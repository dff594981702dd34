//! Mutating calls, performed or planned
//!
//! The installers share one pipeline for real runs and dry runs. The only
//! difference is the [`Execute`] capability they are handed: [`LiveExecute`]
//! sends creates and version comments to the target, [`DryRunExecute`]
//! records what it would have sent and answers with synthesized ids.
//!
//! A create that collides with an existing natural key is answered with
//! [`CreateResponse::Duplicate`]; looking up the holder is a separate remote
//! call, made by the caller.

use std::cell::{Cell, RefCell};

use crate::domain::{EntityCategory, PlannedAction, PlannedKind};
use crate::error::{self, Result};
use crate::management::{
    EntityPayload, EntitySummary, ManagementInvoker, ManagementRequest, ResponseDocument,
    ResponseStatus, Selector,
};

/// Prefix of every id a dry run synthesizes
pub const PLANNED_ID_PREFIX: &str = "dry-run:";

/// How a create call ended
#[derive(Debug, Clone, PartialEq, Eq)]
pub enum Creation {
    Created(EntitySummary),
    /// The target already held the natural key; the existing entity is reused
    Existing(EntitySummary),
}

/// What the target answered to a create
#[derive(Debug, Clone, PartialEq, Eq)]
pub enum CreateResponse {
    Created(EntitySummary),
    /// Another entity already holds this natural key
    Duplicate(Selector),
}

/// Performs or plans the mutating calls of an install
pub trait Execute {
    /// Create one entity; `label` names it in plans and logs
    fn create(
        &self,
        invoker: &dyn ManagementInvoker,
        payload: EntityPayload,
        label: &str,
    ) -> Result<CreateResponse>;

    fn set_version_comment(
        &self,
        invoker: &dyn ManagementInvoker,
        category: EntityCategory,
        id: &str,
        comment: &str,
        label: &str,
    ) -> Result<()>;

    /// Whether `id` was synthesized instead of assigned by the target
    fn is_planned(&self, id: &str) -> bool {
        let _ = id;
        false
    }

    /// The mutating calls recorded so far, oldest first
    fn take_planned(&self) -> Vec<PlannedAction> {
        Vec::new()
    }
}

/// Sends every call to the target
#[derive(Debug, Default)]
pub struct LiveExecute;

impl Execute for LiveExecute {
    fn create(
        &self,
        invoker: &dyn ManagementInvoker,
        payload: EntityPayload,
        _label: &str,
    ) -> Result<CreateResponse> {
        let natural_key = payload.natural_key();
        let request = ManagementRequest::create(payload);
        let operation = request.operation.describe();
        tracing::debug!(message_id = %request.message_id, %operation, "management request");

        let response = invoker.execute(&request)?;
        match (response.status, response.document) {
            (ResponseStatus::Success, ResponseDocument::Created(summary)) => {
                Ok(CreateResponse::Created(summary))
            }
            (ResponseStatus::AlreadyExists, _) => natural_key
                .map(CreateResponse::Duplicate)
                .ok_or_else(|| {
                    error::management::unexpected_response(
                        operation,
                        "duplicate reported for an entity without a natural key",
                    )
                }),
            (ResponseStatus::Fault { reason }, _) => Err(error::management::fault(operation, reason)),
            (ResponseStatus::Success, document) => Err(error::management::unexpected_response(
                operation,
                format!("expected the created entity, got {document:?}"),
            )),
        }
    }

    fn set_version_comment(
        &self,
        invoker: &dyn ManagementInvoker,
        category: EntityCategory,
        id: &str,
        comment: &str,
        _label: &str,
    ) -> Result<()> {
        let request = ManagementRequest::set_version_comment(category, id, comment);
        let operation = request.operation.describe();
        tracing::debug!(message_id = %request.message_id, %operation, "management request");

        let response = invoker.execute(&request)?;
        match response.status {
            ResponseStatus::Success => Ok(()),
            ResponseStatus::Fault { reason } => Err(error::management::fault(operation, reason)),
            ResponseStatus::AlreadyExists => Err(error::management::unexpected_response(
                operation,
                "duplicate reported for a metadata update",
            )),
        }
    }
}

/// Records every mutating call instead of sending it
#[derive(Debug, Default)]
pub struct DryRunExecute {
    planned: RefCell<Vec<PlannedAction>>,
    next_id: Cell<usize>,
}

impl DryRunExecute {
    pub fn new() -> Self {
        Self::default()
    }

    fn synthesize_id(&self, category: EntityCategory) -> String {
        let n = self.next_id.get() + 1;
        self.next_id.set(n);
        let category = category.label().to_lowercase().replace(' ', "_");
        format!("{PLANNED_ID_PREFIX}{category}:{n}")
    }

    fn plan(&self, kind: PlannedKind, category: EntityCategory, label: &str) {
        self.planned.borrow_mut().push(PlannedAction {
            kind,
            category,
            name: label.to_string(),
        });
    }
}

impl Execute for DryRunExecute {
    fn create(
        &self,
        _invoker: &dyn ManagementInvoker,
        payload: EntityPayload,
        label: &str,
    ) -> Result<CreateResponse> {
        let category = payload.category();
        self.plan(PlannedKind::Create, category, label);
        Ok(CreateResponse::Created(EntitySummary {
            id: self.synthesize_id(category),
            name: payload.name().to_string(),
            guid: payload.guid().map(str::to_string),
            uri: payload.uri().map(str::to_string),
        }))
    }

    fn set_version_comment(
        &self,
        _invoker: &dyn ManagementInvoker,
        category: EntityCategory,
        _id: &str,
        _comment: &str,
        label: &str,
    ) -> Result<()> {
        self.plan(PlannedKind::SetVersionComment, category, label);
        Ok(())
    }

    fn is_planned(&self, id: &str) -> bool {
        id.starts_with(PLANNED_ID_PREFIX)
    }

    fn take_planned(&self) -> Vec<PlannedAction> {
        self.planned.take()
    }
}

____________

Please return the entire listing, unchanged.

* Written response:
repository dff594981702dd34
//! Mutating calls, performed or planned
//!
//! The installers share one pipeline for real runs and dry runs. The only
//! difference is the [`Execute`] capability they are handed: [`LiveExecute`]
//! sends creates and version comments to the target, [`DryRunExecute`]
//! records what it would have sent and answers with synthesized ids.
//!
//! A create that collides with an existing natural key is answered with
//! [`CreateResponse::Duplicate`]; looking up the holder is a separate remote
//! call, made by the caller.

use std::cell::{Cell, RefCell};

use crate::domain::{EntityCategory, PlannedAction, PlannedKind};
use crate::error::{self, Result};
use crate::management::{
    EntityPayload, EntitySummary, ManagementInvoker, ManagementRequest, ResponseDocument,
    ResponseStatus, Selector,
};

/// Prefix of every id a dry run synthesizes
pub const PLANNED_ID_PREFIX: &str = "dry-run:";

/// How a create call ended
#[derive(Debug, Clone, PartialEq, Eq)]
pub enum Creation {
    Created(EntitySummary),
    /// The target already held the natural key; the existing entity is reused
    Existing(EntitySummary),
}

/// What the target answered to a create
#[derive(Debug, Clone, PartialEq, Eq)]
pub enum CreateResponse {
    Created(EntitySummary),
    /// Another entity already holds this natural key
    Duplicate(Selector),
}

/// Performs or plans the mutating calls of an install
pub trait Execute {
    /// Create one entity; `label` names it in plans and logs
    fn create(
        &self,
        invoker: &dyn ManagementInvoker,
        payload: EntityPayload,
        label: &str,
    ) -> Result<CreateResponse>;

    fn set_version_comment(
        &self,
        invoker: &dyn ManagementInvoker,
        category: EntityCategory,
        id: &str,
        comment: &str,
        label: &str,
    ) -> Result<()>;

    /// Whether `id` was synthesized instead of assigned by the target
    fn is_planned(&self, id: &str) -> bool {
        let _ = id;
        false
    }

    /// The mutating calls recorded so far, oldest first
    fn take_planned(&self) -> Vec<PlannedAction> {
        Vec::new()
    }
}

/// Sends every call to the target
#[derive(Debug, Default)]
pub struct LiveExecute;

impl Execute for LiveExecute {
    fn create(
        &self,
        invoker: &dyn ManagementInvoker,
        payload: EntityPayload,
        _label: &str,
    ) -> Result<CreateResponse> {
        let natural_key = payload.natural_key();
        let request = ManagementRequest::create(payload);
        let operation = request.operation.describe();
        tracing::debug!(message_id = %request.message_id, %operation, "management request");

        let response = invoker.execute(&request)?;
        match (response.status, response.document) {
            (ResponseStatus::Success, ResponseDocument::Created(summary)) => {
                Ok(CreateResponse::Created(summary))
            }
            (ResponseStatus::AlreadyExists, _) => natural_key
                .map(CreateResponse::Duplicate)
                .ok_or_else(|| {
                    error::management::unexpected_response(
                        operation,
                        "duplicate reported for an entity without a natural key",
                    )
                }),
            (ResponseStatus::Fault { reason }, _) => Err(error::management::fault(operation, reason)),
            (ResponseStatus::Success, document) => Err(error::management::unexpected_response(
                operation,
                format!("expected the created entity, got {document:?}"),
            )),
        }
    }

    fn set_version_comment(
        &self,
        invoker: &dyn ManagementInvoker,
        category: EntityCategory,
        id: &str,
        comment: &str,
        _label: &str,
    ) -> Result<()> {
        let request = ManagementRequest::set_version_comment(category, id, comment);
        let operation = request.operation.describe();
        tracing::debug!(message_id = %request.message_id, %operation, "management request");

        let response = invoker.execute(&request)?;
        match response.status {
            ResponseStatus::Success => Ok(()),
            ResponseStatus::Fault { reason } => Err(error::management::fault(operation, reason)),
            ResponseStatus::AlreadyExists => Err(error::management::unexpected_response(
                operation,
                "duplicate reported for a metadata update",
            )),
        }
    }
}

/// Records every mutating call instead of sending it
#[derive(Debug, Default)]
pub struct DryRunExecute {
    planned: RefCell<Vec<PlannedAction>>,
    next_id: Cell<usize>,
}

impl DryRunExecute {
    pub fn new() -> Self {
        Self::default()
    }

    fn synthesize_id(&self, category: EntityCategory) -> String {
        let n = self.next_id.get() + 1;
        self.next_id.set(n);
        let category = category.label().to_lowercase().replace(' ', "_");
        format!("{PLANNED_ID_PREFIX}{category}:{n}")
    }

    fn plan(&self, kind: PlannedKind, category: EntityCategory, label: &str) {
        self.planned.borrow_mut().push(PlannedAction {
            kind,
            category,
            name: label.to_string(),
        });
    }
}

impl Execute for DryRunExecute {
    fn create(
        &self,
        _invoker: &dyn ManagementInvoker,
        payload: EntityPayload,
        label: &str,
    ) -> Result<CreateResponse> {
        let category = payload.category();
        self.plan(PlannedKind::Create, category, label);
        Ok(CreateResponse::Created(EntitySummary {
            id: self.synthesize_id(category),
            name: payload.name().to_string(),
            guid: payload.guid().map(str::to_string),
            uri: payload.uri().map(str::to_string),
        }))
    }

    fn set_version_comment(
        &self,
        _invoker: &dyn ManagementInvoker,
        category: EntityCategory,
        _id: &str,
        _comment: &str,
        label: &str,
    ) -> Result<()> {
        self.plan(PlannedKind::SetVersionComment, category, label);
        Ok(())
    }

    fn is_planned(&self, id: &str) -> bool {
        id.starts_with(PLANNED_ID_PREFIX)
    }

    fn take_planned(&self) -> Vec<PlannedAction> {
        self.planned.take()
    }
}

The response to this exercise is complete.